Their Brigade was quick to issue a directive.  “The Germans have raided the front line of the 3rd Canadian Infantry Brigade successfully no two occasions.  In order to retaliate for these, to inflict loss on the enemy and capture prisoners it has been decided to carry out the following raids-”[2]  Brigade had put forward the notion of three separate raids, undertaken on consecutive days, through circumstances would prevent all but the first from execution.

A major reason for this was the start of what was to be this sequence of raids by the 14th and 15th Battalions was delayed by a postponement of twenty-four hours due to an operation by the 4th Canadian Division scheduled for the morning of 1st March.  Much larger in scale and requiring support of resources which would then be unavailable to the 1st Division, 4 Can Div’s effort took precedence.  It was more of a probe of the enemy defences than a raid; it involved a gas attack prior to a strong assault on German front line trenches by infantry from the 11th and 12th Canadian Infantry Brigades advancing “on a front of about 2,000 yards, with a strength of about 1 man every 2 yards formed in a wave, followed by strong patrols with demolition materials.”[3]

Actions proposed by the 3rd Brigade were miniscule in comparison, but there certainly was more personal motivation than anything of tactical significance.  They had been taken off guard, “so plans were laid, ambitious ones this time, to even the score.”[4]  It was to be a front line smash only- a quick job of no more than fifteen minutes on site.  With the 4th Division’s task successfully out of the way, this pocket operation was then set for 2 a.m. the following morning, March 2nd.  Ample support had been laid on with artillery, trench mortars and heavy machine guns firing in concert to cover the advance.  On the left, the 14th’s raiding parties- three officers and 77 men- were able to get within forty yards of the barrage cracking down on the German line.  When it lifted to concentrate on support trenches there was only that distance to bound to gain entry.  Lt. Beagly and his No. 3 Party provided flank protection with a pair of Lewis guns laid perpendicular to the trench while Lt.’s McRae and Pitcher led their men in.[5]  Working in opposite directions from each other, Parties 1 & 2 had immediate contact with an enemy intent on repelling them. 

At the head of his squad, Corporal Price was shot dead, his assailant quickly captured by Lt. McRae.  Further ahead, “a stiff fight took place with bombs….A group of about seven was stationed here, four were left dead and the remainder escaped.”[6]  Another prisoner was taken at a dugout which was subsequently destroyed when the remaining occupants refused to surrender.  There were two more dugouts found.  One being more of a shallow scrape was treated with bombs.  The other, a substantial construction, yielded another prisoner.  Before any more Germans could be persuaded to give themselves up, the return signal- Strombos air horns blasting from the Canadian lines- was heard.  Lt. McRae ordered charges to be set to destroy this dugout before they left.

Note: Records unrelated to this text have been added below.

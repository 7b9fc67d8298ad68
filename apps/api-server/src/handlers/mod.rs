//! HTTP handlers and route configuration.

mod blogs;
mod health;
mod upload;

#[cfg(test)]
mod tests;

use actix_web::{HttpRequest, error, web};
use blog_core::domain::Blog;
use blog_shared::dto::BlogDto;

use crate::middleware::error::AppError;

/// Configure all application routes.
pub fn configure_routes(cfg: &mut web::ServiceConfig) {
    cfg.app_data(web::JsonConfig::default().error_handler(json_error_handler))
        .app_data(web::QueryConfig::default().error_handler(query_error_handler))
        .route("/health", web::get().to(health::health_check))
        // Upload routes go first: `/blogs/upload` would otherwise match `/blogs/{id}`
        .service(web::resource("/blogs/upload").route(web::post().to(upload::upload_photo)))
        .service(
            web::resource("/blogs/upload/{id}").route(web::post().to(upload::upload_blog_photo)),
        )
        .service(
            web::resource("/blogs")
                .route(web::get().to(blogs::list_blogs))
                .route(web::post().to(blogs::create_blog)),
        )
        .service(
            web::resource("/blogs/{id}")
                .route(web::put().to(blogs::update_blog))
                .route(web::delete().to(blogs::delete_blog)),
        );
}

fn json_error_handler(err: error::JsonPayloadError, _req: &HttpRequest) -> actix_web::Error {
    AppError::validation(err.to_string()).into()
}

fn query_error_handler(err: error::QueryPayloadError, _req: &HttpRequest) -> actix_web::Error {
    AppError::validation(err.to_string()).into()
}

fn blog_dto(blog: Blog) -> BlogDto {
    BlogDto {
        id: blog.id,
        title: blog.title,
        content: blog.content,
        photo: blog.photo,
    }
}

Lt. Pitcher and his men had several short scraps, taking four prisoners.  “Nothing further of the enemy was encountered,” as the men reached the extent of their advance, when, “two Germans were met, one of these a stretcher bearer, with a large red cross on his sleeve.  He pointed a revolver at our men and cried ‘hands up’ in English.  Both were disposed of by a bomb and rifle shot.”(Report)  It was here another dugout was discovered which was also destroyed by a mobile charge when entreaties to come up were rebuffed.  On the way out, “one other German was found skulking at the bottom of the trench…he was brought along.”[7]

On the right, the Highlanders weren’t able to keep as close to the barrage, and had a slightly greater
distance to cover on the artillery lift.  It was easily covered in a rush as “Hun lights were jumping up in frightened succession everywhere, the crash of our barrage added its fitful glare and at once there was no more use for caution.”[8] 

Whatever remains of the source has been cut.